On January 13, St. Paul City Council unanimously voted to create a reparations commission. Formally titled the St. Paul Recovery Act Community Reparations Commission, Crews partnered with Councilmember Jane Prince, the resolution’s lead sponsor, to bring the act to the council. The immediate next step is establishing the commission over the next six months. “We want community economists and activists on the board and community members who are impacted by the racial wealth gap caused by slavery, white supremacy, and racist institutions,” Crews explains.

Minnesota at large, and the Twin Cities in particular, are home to some of the greatest racial wealth gaps in the county. In the Twin Cities metro area, the annual median income for white households in the metro area is $83,227 compared to $36,047 for Black households.

These disparities exist today in St. Paul for the same reasons they exist in cities all over the country: redlining, which denied Black residents the chance to purchase homes and build wealth; racial covenants in property deeds designed to keep white neighborhoods white; and the construction of freeways through thriving Black communities. In St. Paul, it was I-94 through the Rondo neighborhood, in the late 1950’s and early 1960’s — an act which St. Paul’s new resolution explicitly apologizes for.
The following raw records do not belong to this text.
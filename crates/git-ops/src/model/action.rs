//! Action Log: self-inverting records of every mutation the Editable Model
//! applies, grouped into undoable/redoable events (§4.G).

use super::{Column, FieldValue, RowCommit};
use std::collections::HashMap;

/// One reversible mutation. Each variant carries enough state to invert
/// itself without consulting the model.
#[derive(Debug, Clone, PartialEq)]
pub enum Action {
  /// A row was inserted at `position`. `snapshot` is the overlay the row
  /// carried at insertion time (empty for a fresh `insert_rows` call, but
  /// present so `Insert` stays structurally symmetric with `Remove`).
  Insert { position: usize, commit: RowCommit, snapshot: Option<HashMap<Column, FieldValue>> },
  /// `commit` was marked deleted at `position`. `snapshot` is its overlay at
  /// the moment of removal, restored verbatim on undo.
  Remove { position: usize, commit: RowCommit, snapshot: Option<HashMap<Column, FieldValue>> },
  /// `column` on `commit` changed from `old_value` to `new_value`.
  Set { commit: RowCommit, column: Column, old_value: FieldValue, new_value: FieldValue },
  /// The pending branch rename changed from `old_name` to `new_name`.
  SetBranchName { old_name: Option<String>, new_name: Option<String> },
}

/// Undo/redo log grouped into events: `start_event` opens a new event and
/// discards any redo tail, `push` appends to the currently open event, and
/// `cursor` tracks which event undo/redo act on next.
#[derive(Debug, Default)]
pub struct ActionLog {
  events: Vec<Vec<Action>>,
  /// Index of the last applied event, or `-1` if nothing has happened yet
  /// (or everything has been undone).
  cursor: i64,
}

impl ActionLog {
  pub fn new() -> Self {
    Self { events: Vec::new(), cursor: -1 }
  }

  /// Opens a new event, discarding any events past the current cursor (the
  /// redo tail becomes unreachable once a fresh edit is made).
  pub fn start_event(&mut self) {
    let next = (self.cursor + 1) as usize;
    self.events.truncate(next);
    self.events.push(Vec::new());
    self.cursor = next as i64;
  }

  /// Appends to the currently open event. No-op if `start_event` was never
  /// called (callers that bypass history, e.g. during undo/redo replay,
  /// simply never invoke this).
  pub fn push(&mut self, action: Action) {
    if self.cursor >= 0 {
      self.events[self.cursor as usize].push(action);
    }
  }

  pub fn can_undo(&self) -> bool {
    self.cursor >= 0
  }

  pub fn can_redo(&self) -> bool {
    self.cursor + 1 < self.events.len() as i64
  }

  /// The event undo would act on next, oldest-to-newest action order.
  pub fn current_event(&self) -> Option<&[Action]> {
    if self.cursor >= 0 { self.events.get(self.cursor as usize).map(Vec::as_slice) } else { None }
  }

  pub fn move_cursor_back(&mut self) {
    self.cursor -= 1;
  }

  /// Advances the cursor and returns the event it now points at, or `None`
  /// if there was nothing to redo.
  pub fn advance_and_peek(&mut self) -> Option<&[Action]> {
    if !self.can_redo() {
      return None;
    }
    self.cursor += 1;
    self.events.get(self.cursor as usize).map(Vec::as_slice)
  }
}
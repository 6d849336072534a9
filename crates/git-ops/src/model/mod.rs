//! Editable Model (§4.C): a layered overlay over the Base Model. Every read
//! checks the overlay first and falls back to the immutable snapshot
//! underneath; every write goes through the Action Log so it can be undone.

pub mod action;
pub mod branch_validator;
pub mod conflict;

use crate::base_model::{BaseModel, TimeValue};
use crate::commit::CommitId;
use crate::error::{ModelError, ModelResult};
use crate::repo::Repository;
use action::{Action, ActionLog};
use conflict::{FileConflict, Resolution};
use std::cell::RefCell;
use std::collections::{BTreeSet, HashMap, HashSet};

/// The eleven columns a row can be read through `data()`. `Hexsha`,
/// `Parents`, `Tree` and `Children` are read-only (derived straight from the
/// arena, never overlaid); the rest accept `set_data`.
#[derive(Debug, Clone, Copy, PartialEq, Eq, Hash, PartialOrd, Ord)]
pub enum Column {
  Hexsha,
  Parents,
  Tree,
  Children,
  AuthoredDate,
  CommittedDate,
  AuthorName,
  AuthorEmail,
  CommitterName,
  CommitterEmail,
  Message,
}

/// The author/committer column pairs the merge-mode invariant keeps in sync.
const PAIRS: [(Column, Column); 3] =
  [(Column::AuthoredDate, Column::CommittedDate), (Column::AuthorName, Column::CommitterName), (Column::AuthorEmail, Column::CommitterEmail)];

fn paired_column(column: Column) -> Option<Column> {
  for (a, b) in PAIRS {
    if column == a {
      return Some(b);
    }
    if column == b {
      return Some(a);
    }
  }
  None
}

/// Every column except the read-only structural ones, i.e. the set
/// `commit_is_modified` compares against the Base Model.
const EDITABLE_COLUMNS: [Column; 7] = [
  Column::AuthoredDate,
  Column::CommittedDate,
  Column::AuthorName,
  Column::AuthorEmail,
  Column::CommitterName,
  Column::CommitterEmail,
  Column::Message,
];

/// The value shape a cell can hold. `Ids` is only produced for `Parents`
/// and `Children`, which are read-only and never stored in the overlay.
#[derive(Debug, Clone, PartialEq)]
pub enum FieldValue {
  Text(String),
  Time(TimeValue),
  Ids(Vec<RowCommit>),
}

impl FieldValue {
  pub fn as_text(&self) -> &str {
    match self {
      FieldValue::Text(s) => s,
      _ => "",
    }
  }

  pub fn as_time(&self) -> Option<&TimeValue> {
    match self {
      FieldValue::Time(t) => Some(t),
      _ => None,
    }
  }
}

/// What a caller asks `set_data` to write. Editing a time column with
/// `Epoch` preserves whichever timezone the cell already carries; `Time`
/// replaces both epoch and timezone explicitly.
#[derive(Debug, Clone, PartialEq)]
pub enum EditValue {
  Text(String),
  Epoch(i64),
  Time(i64, String),
}

/// Identifies one row's underlying commit: either a real commit from the
/// Base Model's arena, or a not-yet-materialized insertion.
#[derive(Debug, Clone, Copy, PartialEq, Eq, Hash, PartialOrd, Ord)]
pub enum RowCommit {
  Real(CommitId),
  Dummy(u32),
}

/// Snapshot key used to invalidate the frontier/children caches: the set of
/// commits the overlay currently touches. Cheap to compare, expensive to
/// recompute the antichain from scratch, hence the cache.
type CacheKey = BTreeSet<RowCommit>;

pub struct EditableModel {
  base: BaseModel,
  /// Display order, newest first; grows/shrinks only through
  /// `insert_rows`/undo of `insert_rows`.
  commits: Vec<RowCommit>,
  next_dummy_id: u32,
  modifications: HashMap<RowCommit, HashMap<Column, FieldValue>>,
  deleted: HashSet<RowCommit>,
  log: ActionLog,
  merge_mode: bool,
  new_branch_name: Option<String>,
  conflicting_commit: Option<RowCommit>,
  unmerged_files: HashMap<String, FileConflict>,
  solutions: HashMap<RowCommit, HashMap<String, Resolution>>,
  frontier_cache: RefCell<Option<(CacheKey, Vec<RowCommit>)>>,
  children_cache: RefCell<Option<(CacheKey, HashSet<RowCommit>)>>,
}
The resolution, which aims to begin to correct these historic injustices, is the culmination of over a year’s worth of work from a steering committee chaired by Crews that focused on outreach among Black residents and business owners to support the resolution. Crews believes that it’s important to demand more than just truth and reconciliation about the past, but to actually repair it for those who have been impacted.

He envisions a continuation of deep community involvement throughout the reparations process in St. Paul so that the commission’s actions can be informed by “actual input by people impacted by this legacy,” Crews says. He expects that the commission will look into reparations across sectors where Black communities have been held back—particularly housing and homeownership, education, and healthcare—in partnership with community organizations like churches and housing groups. “The resolution calls for organizations and institutions that have benefitted from slavery to discrimination to look internally and start changing their practices” as well, he adds.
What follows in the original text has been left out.